Jorong Galogandang masih berselimut kabut, sisa embun yang turun setiap malam, masih terlihat sebagai bintik-bintik bening di dedaunan dan rerumputan. Mentari tidak memperlihatkan wajahnya yang garang, bersembunyi di balik bukit yang mengitari Jorong Galogandang. Jangan berharap dapat melihat matahari pagi di sini. Di samping terhalang oleh perbukitan di utara, kabut dan embun pagi tidak memberi ruang pemandangan kepada siapa pun untuk dapat mengintip matahari pagi. Suasana seperti ini cukup memberikan hawa dingin.

Jorong Galogandang terletak di lereng Gunung Sago, di bagian utara, dalam Kanagarian Andaleh, Kecamatan Harau, Kabupaten Lima Puluah Koto. Letaknya lebih kurang 15 km dari Kota Payakumbuh arah ke timur. Sebelah utaranya terdapat hamparan bukit-bukit, sehingga Galogandang seperti terkurung.

Kata “Galogandang” berasal dari kata “sagalo bagandang” disebabkan oleh cara membuat gerabah dengan memukul-mukul tanah liat, seperti orang memukul gendang.

Dalam sergapan suasana pagi, jalan-jalan jorong sudah mulai ditapaki para petani menuju sawah atau empang mereka dan perempuan-perempuan tua yang pulang dari masjid atau surau. Salah seorang di antara mereka adalah Nurhayati (barangkali lebih tepat disebut Nek Nurhayati). Usianya 68 tahun.

Garis-garis di wajah, lipatan-lipatan kulit di lengan dan betisnya yang tidak tertutup kain, seolah bercerita kalau pemiliknya sudah cukup lama menapak hidup dan sudah kenyang dengan asam garamnya kehidupan. Dengan linggis di tangan kanan dan buntalan karung di tangan kiri, tanpa alas kaki, Nek Nurhayati menapaki jalan jorong menuju sawah, tempat mengambil locah (tanah liat).

Nek Nurhayati mulai menggali kira-kira setengah meter dari tanah sawah paling atas, sampai locah didapat. Setelah locah dimasukkan ke dalam 3 atau 4 karung, Nek Nurhayati harus bolak balik 3 atau 4 kali menelusuri jalan jorong dengan sekarung locah di pundak, menuju rumahnya, untuk mengangkut 3 atau 4 karung locah yang sudah diambil.
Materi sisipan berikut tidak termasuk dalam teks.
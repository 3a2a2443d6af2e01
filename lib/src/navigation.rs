//! Navigation engine using path-based history.
//!
//! A [`Navigator`] owns a validated route table together with the
//! [`History`] it's addressed through. Locations are resolved by stripping
//! the base path, matching the first table entry and following redirects
//! until a view is reached.
//!
//! # Process-wide navigator
//!
//! The application installs a single navigator at startup using [`install`].
//! Before that the navigator is unbuilt and [`active`] returns `None`; after
//! that it stays in place for the rest of the process.

use std::sync::OnceLock;

use crate::error::{ErrorKind, Result};
use crate::routes::{self, RouteDefinition, RouteTarget, View};

/// Upper bound on redirects followed while resolving a single location.
pub const MAX_REDIRECTS: usize = 8;

static NAVIGATOR: OnceLock<Navigator> = OnceLock::new();

/// Path-based (non-fragment) history rooted at a base path.
#[derive(Clone, Debug, Eq, PartialEq)]
pub struct History {
    base: String,
}

impl Default for History {
    fn default() -> Self {
        Self::new("/")
    }
}

impl History {
    /// Creates a new history, normalizing `base` so that it both starts and
    /// ends with a slash.
    pub fn new(base: impl AsRef<str>) -> Self {
        let trimmed = base.as_ref().trim().trim_matches('/');
        let base = if trimmed.is_empty() {
            "/".to_string()
        } else {
            format!("/{trimmed}/")
        };
        Self { base }
    }

    pub fn base(&self) -> &str {
        &self.base
    }

    /// Full location for an in-app path.
    pub fn href(&self, path: &str) -> String {
        format!("{}{}", self.base, path.trim_start_matches('/'))
    }

    /// In-app path for a full location, `None` if the location lies outside
    /// of the base.
    pub fn strip(&self, location: &str) -> Option<String> {
        let location = strip_query(location);
        let base = self.base.as_str();
        // compared the same way route paths are, i.e. ignoring ascii case
        if let Some(prefix) = location.get(..base.len()) {
            if prefix.eq_ignore_ascii_case(base) {
                return Some(format!("/{}", &location[base.len()..]));
            }
        }
        // base without its trailing slash, e.g. `/app` for `/app/`
        if location.eq_ignore_ascii_case(base.trim_end_matches('/')) {
            return Some("/".to_string());
        }
        None
    }
}

/// Drops query string and fragment from a location.
fn strip_query(location: &str) -> &str {
    let end = location.find(|c: char| c == '?' || c == '#').unwrap_or(location.len());
    &location[..end]
}

/// Result of resolving a location against the route table.
#[derive(Clone, Debug, Eq, PartialEq)]
pub struct Resolution {
    /// Entry that ended up rendering.
    pub route: RouteDefinition,
    pub view: View,
    /// Final in-app path, after redirects.
    pub path: String,
    /// In-app paths that redirected, in the order they were visited.
    pub redirected_from: Vec<String>,
}

impl Resolution {
    pub fn was_redirected(&self) -> bool {
        !self.redirected_from.is_empty()
    }
}

#[derive(Clone, Debug)]
pub struct Navigator {
    history: History,
    routes: &'static [RouteDefinition],
}

impl Navigator {
    /// Validates `routes` and binds them to `history`.
    pub fn new(history: History, routes: &'static [RouteDefinition]) -> Result<Self> {
        routes::validate(routes)?;
        Ok(Self { history, routes })
    }

    pub fn history(&self) -> &History {
        &self.history
    }

    pub fn routes(&self) -> &'static [RouteDefinition] {
        self.routes
    }

    /// Resolves a full location, as seen by the browser, i.e. including the
    /// base path.
    pub fn resolve(&self, location: &str) -> Result<Resolution> {
        let path = self
            .history
            .strip(location)
            .ok_or_else(|| ErrorKind::RouteNotFound(location.to_string()))?;
        self.resolve_path(&path)
    }

    /// Resolves an in-app path, i.e. one relative to the base path.
    pub fn resolve_path(&self, path: &str) -> Result<Resolution> {
        let mut current = strip_query(path).to_string();
        let mut redirected_from = Vec::new();

        loop {
            let route = routes::find(self.routes, &current)
                .ok_or_else(|| ErrorKind::RouteNotFound(current.clone()))?;
            match route.target {
                RouteTarget::Render(view) => {
                    tracing::trace!(path = %current, view = %view, "resolved route");
                    return Ok(Resolution {
                        route: *route,
                        view,
                        path: current,
                        redirected_from,
                    });
                }
                RouteTarget::Redirect(target) => {
                    if redirected_from.len() >= MAX_REDIRECTS {
                        return Err(ErrorKind::RedirectLoop(path.to_string()).into());
                    }
                    tracing::trace!(from = %current, to = target, "following redirect");
                    redirected_from.push(std::mem::replace(&mut current, target.to_string()));
                }
            }
        }
    }

    /// Full location of the route registered under `name`.
    pub fn href_for(&self, name: &str) -> Result<String> {
        routes::by_name(self.routes, name)
            .map(|route| self.history.href(route.path))
            .ok_or_else(|| ErrorKind::UnknownRouteName(name.to_string()).into())
    }
}

/// Builds the application navigator from the default route table and
/// installs it process-wide.
pub fn install(history: History) -> Result<&'static Navigator> {
    let navigator = Navigator::new(history, routes::ROUTES)?;
    NAVIGATOR
        .set(navigator)
        .map_err(|_| ErrorKind::NavigatorAlreadyInstalled)?;
    let navigator = active().ok_or(ErrorKind::NavigatorAlreadyInstalled)?;
    tracing::debug!(
        base = navigator.history().base(),
        routes = navigator.routes().len(),
        "installed navigator"
    );
    Ok(navigator)
}

/// Currently installed navigator, if any.
pub fn active() -> Option<&'static Navigator> {
    NAVIGATOR.get()
}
Jarak antara rumah dan tempat mengambil locah kira-kira 2 km. 

Sesampai di rumah, setelah semua locah terkumpul, Nek Nurhayati mencampurnya dengan pasir halus sampai menjadi adonan yang siap dibentuk menjadi gerabah. Membuat gerabah dilakukan dari Senin sampai Jumat. Sepanjang Sabtu sampai malam Minggu, semua gerabah yang sudah dibentuk dibakar untuk dipasarkan hari Minggu. Begitulah kegiatan keseharian Nek Nurhayati dan 6 nenek-nenek lainnya di Galogandang.
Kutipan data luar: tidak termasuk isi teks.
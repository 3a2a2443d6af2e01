//! Route table of the front end.
//!
//! Entries are matched in table order and the first match wins. The table is
//! a `static`, it never changes once the program is running.

use std::collections::HashSet;

use crate::error::{ErrorKind, Result};

pub const HOME: &str = "/";

pub const LOGIN: &str = "/login";
pub const REGISTER: &str = "/register";
pub const FORGOT_PASSWORD: &str = "/forgot-password";

/// View mounted by the shell when a route renders.
#[derive(
    Clone,
    Copy,
    Debug,
    Eq,
    PartialEq,
    Hash,
    Deserialize,
    Serialize,
    strum::Display,
    strum::EnumIter,
    strum::EnumString,
    strum::IntoStaticStr,
)]
#[serde(rename_all = "kebab-case")]
#[strum(serialize_all = "kebab-case")]
pub enum View {
    Login,
    Register,
    ForgotPassword,
}

impl View {
    pub fn id(&self) -> &'static str {
        (*self).into()
    }

    pub fn title(&self) -> &'static str {
        match self {
            Self::Login => "Entrar",
            Self::Register => "Cadastro",
            Self::ForgotPassword => "Recuperar senha",
        }
    }
}

#[derive(Clone, Copy, Debug, Eq, PartialEq, Serialize)]
#[serde(rename_all = "snake_case")]
pub enum RouteTarget {
    /// In-app path to navigate to instead.
    Redirect(&'static str),
    Render(View),
}

#[derive(Clone, Copy, Debug, Eq, PartialEq, Serialize)]
pub struct RouteDefinition {
    pub path: &'static str,
    /// Identifier for symbolic navigation.
    pub name: Option<&'static str>,
    pub target: RouteTarget,
}

impl RouteDefinition {
    pub fn view(&self) -> Option<View> {
        match self.target {
            RouteTarget::Render(view) => Some(view),
            RouteTarget::Redirect(_) => None,
        }
    }
}

pub static ROUTES: &[RouteDefinition] = &[
    RouteDefinition {
        path: HOME,
        name: None,
        target: RouteTarget::Redirect(LOGIN),
    },
    RouteDefinition {
        path: REGISTER,
        name: Some("register"),
        target: RouteTarget::Render(View::Register),
    },
    RouteDefinition {
        path: LOGIN,
        name: Some("login"),
        target: RouteTarget::Render(View::Login),
    },
    RouteDefinition {
        path: FORGOT_PASSWORD,
        name: Some("forgot-password"),
        target: RouteTarget::Render(View::ForgotPassword),
    },
];

/// Checks whether an in-app `path` matches the route `pattern`.
///
/// Matching is case-insensitive and tolerates a single trailing slash on the
/// path. Query string and fragment are not part of the path and must be
/// stripped beforehand.
pub fn matches(pattern: &str, path: &str) -> bool {
    let path = match path.strip_suffix('/') {
        Some(stripped) if !stripped.is_empty() => stripped,
        _ => path,
    };
    pattern.eq_ignore_ascii_case(path)
}

/// First entry of `table` matching `path`.
pub fn find<'t>(table: &'t [RouteDefinition], path: &str) -> Option<&'t RouteDefinition> {
    table.iter().find(|route| matches(route.path, path))
}

pub fn by_name<'t>(table: &'t [RouteDefinition], name: &str) -> Option<&'t RouteDefinition> {
    table.iter().find(|route| route.name == Some(name))
}

/// Checks internal consistency of a route table.
pub fn validate(table: &[RouteDefinition]) -> Result<()> {
    let mut paths = HashSet::new();
    let mut names = HashSet::new();

    for route in table {
        if !route.path.starts_with('/') {
            return Err(ErrorKind::InvalidRouteTable(format!(
                "path must start with '/': {}",
                route.path
            ))
            .into());
        }
        if !paths.insert(route.path.to_ascii_lowercase()) {
            return Err(
                ErrorKind::InvalidRouteTable(format!("duplicate path: {}", route.path)).into(),
            );
        }
        if let Some(name) = route.name {
            if !names.insert(name) {
                return Err(
                    ErrorKind::InvalidRouteTable(format!("duplicate name: {name}")).into(),
                );
            }
        }
    }

    for route in table {
        if let RouteTarget::Redirect(target) = route.target {
            if find(table, target).is_none() {
                return Err(ErrorKind::InvalidRouteTable(format!(
                    "redirect from {} points at undefined path {}",
                    route.path, target
                ))
                .into());
            }
        }
    }

    Ok(())
}

#[cfg(test)]
mod tests {
    use super::*;

    #[test]
    fn table_is_valid() {
        validate(ROUTES).unwrap();
    }

    #[test]
    fn root_redirects_to_login() {
        let route = find(ROUTES, "/").unwrap();
        assert_eq!(route.target, RouteTarget::Redirect("/login"));
        assert_eq!(route.name, None);
    }

    #[test]
    fn each_path_matched_by_exactly_one_entry() {
        for route in ROUTES {
            let count = ROUTES.iter().filter(|r| matches(r.path, route.path)).count();
            assert_eq!(count, 1, "{}", route.path);
        }
    }

    #[test]
    fn forgot_password_renders_recovery_view() {
        let route = find(ROUTES, "/forgot-password").unwrap();
        assert_eq!(route.view(), Some(View::ForgotPassword));
        assert_eq!(by_name(ROUTES, "forgot-password"), Some(route));
    }

    #[test]
    fn unknown_path_has_no_entry() {
        assert!(find(ROUTES, "/unknown").is_none());
    }

    #[test]
    fn matching_tolerates_case_and_trailing_slash() {
        assert!(matches("/login", "/login/"));
        assert!(matches("/login", "/LOGIN"));
        assert!(matches("/", "/"));
        assert!(!matches("/login", "/login//"));
        assert!(!matches("/login", "/log"));
    }

    #[test]
    fn validate_rejects_broken_tables() {
        let dangling = [RouteDefinition {
            path: "/",
            name: None,
            target: RouteTarget::Redirect("/nowhere"),
        }];
        assert!(validate(&dangling).is_err());

        let duplicate = [
            RouteDefinition {
                path: "/login",
                name: Some("login"),
                target: RouteTarget::Render(View::Login),
            },
            RouteDefinition {
                path: "/Login",
                name: Some("other"),
                target: RouteTarget::Render(View::Register),
            },
        ];
        let err = validate(&duplicate).unwrap_err();
        assert!(matches!(err.kind, ErrorKind::InvalidRouteTable(_)));

        let relative = [RouteDefinition {
            path: "login",
            name: None,
            target: RouteTarget::Render(View::Login),
        }];
        assert!(validate(&relative).is_err());

        let same_name = [
            RouteDefinition {
                path: "/login",
                name: Some("login"),
                target: RouteTarget::Render(View::Login),
            },
            RouteDefinition {
                path: "/entrar",
                name: Some("login"),
                target: RouteTarget::Render(View::Login),
            },
        ];
        let err = validate(&same_name).unwrap_err();
        assert!(matches!(
            err.kind,
            ErrorKind::InvalidRouteTable(ref m) if m.contains("duplicate name")
        ));
    }

    #[test]
    fn view_ids() {
        assert_eq!(View::ForgotPassword.id(), "forgot-password");
        assert_eq!(View::Login.to_string(), "login");
    }
}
Gerabah yang dihasilkan oleh nenek-nenek di Galogandang berupa: pot bunga, celengan berbentuk manggis dan pepaya, periuk yang biasa digunakan untuk tempat ari-ari (tembuni atau plasenta) yang kemudian ditanam atau dilarungkan. Produk mereka tidak hanya terbatas pada ketiga jenis di atas, namun mereka tidak mau membuat yang lain karena tidak ada permintaan. Dulu, mereka pernah membuat guci, vas bunga, asbak dengan berbagai motif buah-buahan dan binatang, tapi tidak laku di pasaran. 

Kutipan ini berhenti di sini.